ModernDiD 0.1.0 Release Notes#

ModernDiD 0.1.0 is the first major release of the package, graduating from the 0.0.x pre-release series with a stable, feature-complete API for modern difference-in-differences estimation in Python. This release brings major new capabilities including intertemporal DiD estimation, GPU acceleration via CuPy, distributed computing with Dask and Spark backends, and a DataFrame-agnostic interface powered by narwhals.

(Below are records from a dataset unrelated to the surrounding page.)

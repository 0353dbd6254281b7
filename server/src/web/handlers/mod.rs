// server/src/web/handlers/mod.rs

// Declare handler modules
pub mod cancellation_handlers;
pub mod coupon_handlers;
pub mod deal_handlers;
pub mod order_handlers;
pub mod product_handlers;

The highlights for this release are:

  • Intertemporal DiD estimation for non-binary, non-absorbing treatments.

  • GPU acceleration via CuPy for NVIDIA GPUs.

  • Distributed computing backends for Dask and Apache Spark.

  • DataFrame-agnostic API via narwhals and the Arrow PyCapsule Interface.

  • Thread-based parallelism for group-time estimations.

  • Comprehensive R validation test suite.

  • Benchmarks demonstrating significant speed advantages over R counterparts.

  • Major documentation overhaul with plotting guides and background sections.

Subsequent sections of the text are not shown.